Nos primeiros anos do sec. XIX, com excepção de pouco mais de uma década, até aproximadamente 1820, em que é habitada por um casal que aparenta ter fumos de alta burguesia, Luís Alves de Sousa Lima e Ana Matildes Pereira, parentes dos Preto de Magalhães da Quinta do Milheiro em Ourém, na Belida vivem apenas trabalhadores. Constituem exemplo destes, José Rodrigues e Maria Joaquina Narciso que vêm de Vargos recém casados e aqui dão início a uma dinastia. Esta, que ainda hoje perdura, é depois continuada no Paço da Comenda, através também do segundo casamento de José Rodrigues com uma prima da primeira mulher, oportunamente chamada de Joaquina Maria evitando assim enganos, assente nos seus treze filhos.


Em 1834, com a nacionalização dos bens das ordens religiosas, sendo os da ordem de Cristo, como todos os outros, secularizados e incorporados na fazenda nacional, o que terá acontecido à Belida?

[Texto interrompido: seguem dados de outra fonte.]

use serde::{Deserialize, Serialize};
use ts_rs::TS;

use crate::models::common::ProficiencyLevel;

crate::define_string_enum! {
    pub enum CourseStatus("../frontend/src/types/generated/course.ts") {
        Draft => "draft",
        Published => "published",
        Archived => "archived",
    }
}

#[derive(Debug, Clone, Serialize, Deserialize, TS)]
#[ts(export, export_to = "../frontend/src/types/generated/course.ts")]
pub struct Course {
    pub id: i64,
    pub title: String,
    pub description: Option<String>,
    pub language_id: i64,
    pub level: ProficiencyLevel,
    pub instructor_id: i64,
    pub status: CourseStatus,
    pub thumbnail_url: Option<String>,
    /// 预计学习时长（分钟）
    pub estimated_minutes: i32,
    pub created_at: chrono::DateTime<chrono::Utc>,
    pub updated_at: chrono::DateTime<chrono::Utc>,
}

impl Course {
    pub fn is_owned_by(&self, user_id: i64) -> bool {
        self.instructor_id == user_id
    }
}

// 选课记录
#[derive(Debug, Clone, Serialize, Deserialize, TS)]
#[ts(export, export_to = "../frontend/src/types/generated/course.ts")]
pub struct Enrollment {
    pub id: i64,
    pub course_id: i64,
    pub user_id: i64,
    /// 0-100
    pub progress: i32,
    pub enrolled_at: chrono::DateTime<chrono::Utc>,
    pub completed_at: Option<chrono::DateTime<chrono::Utc>>,
}
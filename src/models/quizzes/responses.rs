use serde::Serialize;
use ts_rs::TS;

use super::entities::{PublicQuestion, Question, Quiz, QuizAttempt};
use crate::models::common::PaginationInfo;

#[derive(Debug, Serialize, TS)]
#[ts(export, export_to = "../frontend/src/types/generated/quiz.ts")]
pub struct QuizListResponse {
    pub items: Vec<Quiz>,
    pub pagination: PaginationInfo,
}

#[derive(Debug, Serialize, TS)]
#[ts(export, export_to = "../frontend/src/types/generated/quiz.ts")]
pub struct QuizDetailResponse {
    pub quiz: Quiz,
    pub question_count: i64,
    pub total_points: i64,
}

#[derive(Debug, Serialize, TS)]
#[ts(export, export_to = "../frontend/src/types/generated/quiz.ts")]
pub struct QuestionListResponse {
    pub items: Vec<Question>,
}

#[derive(Debug, Serialize, TS)]
#[ts(export, export_to = "../frontend/src/types/generated/quiz.ts")]
pub struct StartAttemptResponse {
    pub quiz_id: i64,
    pub title: String,
    pub time_limit: i32,
    pub started_at: chrono::DateTime<chrono::Utc>,
    pub attempt_number: i32,
    pub total_points: i64,
    pub questions: Vec<PublicQuestion>,
}

// 提交后的逐题反馈
#[derive(Debug, Clone, Serialize, TS)]
#[ts(export, export_to = "../frontend/src/types/generated/quiz.ts")]
pub struct QuestionFeedback {
    pub question_id: i64,
    pub user_answer: Option<String>,
    pub is_correct: bool,
    pub points_earned: i32,
    pub correct_option_ids: Vec<String>,
    pub correct_answer: Option<String>,
    pub explanation: Option<String>,
}

#[derive(Debug, Serialize, TS)]
#[ts(export, export_to = "../frontend/src/types/generated/quiz.ts")]
pub struct AttemptResultResponse {
    pub attempt: QuizAttempt,
    #[serde(skip_serializing_if = "Option::is_none")]
    pub feedback: Option<Vec<QuestionFeedback>>,
}

#[derive(Debug, Serialize, TS)]
#[ts(export, export_to = "../frontend/src/types/generated/quiz.ts")]
pub struct AttemptListResponse {
    pub items: Vec<QuizAttempt>,
    pub pagination: PaginationInfo,
}

#[derive(Debug, Serialize, TS)]
#[ts(export, export_to = "../frontend/src/types/generated/quiz.ts")]
pub struct MyAttemptsResponse {
    pub items: Vec<QuizAttempt>,
    pub best_score: Option<f64>,
    pub remaining_attempts: Option<i32>,
}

Provavelmente os foreiros, na altura os proprietários da quinta de Vargos, tê-la-ão comprado em conta. Tudo foi vendido ao desbarato, a dívida pública era colossal, havia que, pelo menos, arranjar dinheiro para pagar os juros. Como exemplo, lembremo-nos da mais rica das herdades dos freires de Cristo, a famosa Quinta da Cardiga (tão extensa e rica que D.João III autorizou a alteração do percurso do Tejo para que este passasse a banhá-la), que foi comprada por "mil contos", enquanto em 2017, só a sua parte urbana assente em 4,2 hectares, dizem os jornais, estava à venda por dez milhões de euros.É provável que os de Vargos também tenham beneficiado do negócio da venda dos bens da Ordem, à semelhança daquele que veio a ser 1.º ministro de Portugal em 1842 e feito Conde de Tomar, que adquiriu grande parte do edificado do Convento de Cristo mais muitas das terras que o rodeavam.

Trinta anos depois, ocorre o início do último estertor da longa vida do “Casal da Velida” que volta às suas origens de casa de lavoura cultivada directamente por quem a habita. Será ele, talvez um provável descendente de quem a amanhou há 400 anos, Manuel de Sousa Rosa proveniente de Assentiz, que a arrenda, lá passa a viver com a família e a compra em 1880. Mas os tempos são outros, Manuel de Sousa Rosa enriquece, mas faltou-lhe o golpe de asa, a ambição ou a arte de ver que era tempo de mudar, como fez, por exemplo, o seu contemporâneo e compadre Manuel Mendes Godinho. Permaneceu um homem do outro tempo, e assim morreu. Tal como a Belida que em 1920 é abandonada, quando os últimos membros da família que ainda a habitavam, uma filha e um neto, a deixam. Esse neto será a lembrança viva da Belida, conhecido enquanto viveu como o António da quinta. (MFM)

* Estas asserções têm origem em assentos paroquiais que me foram dados a conhecer por  Edmundo Vieira Simões, a quem agradeço.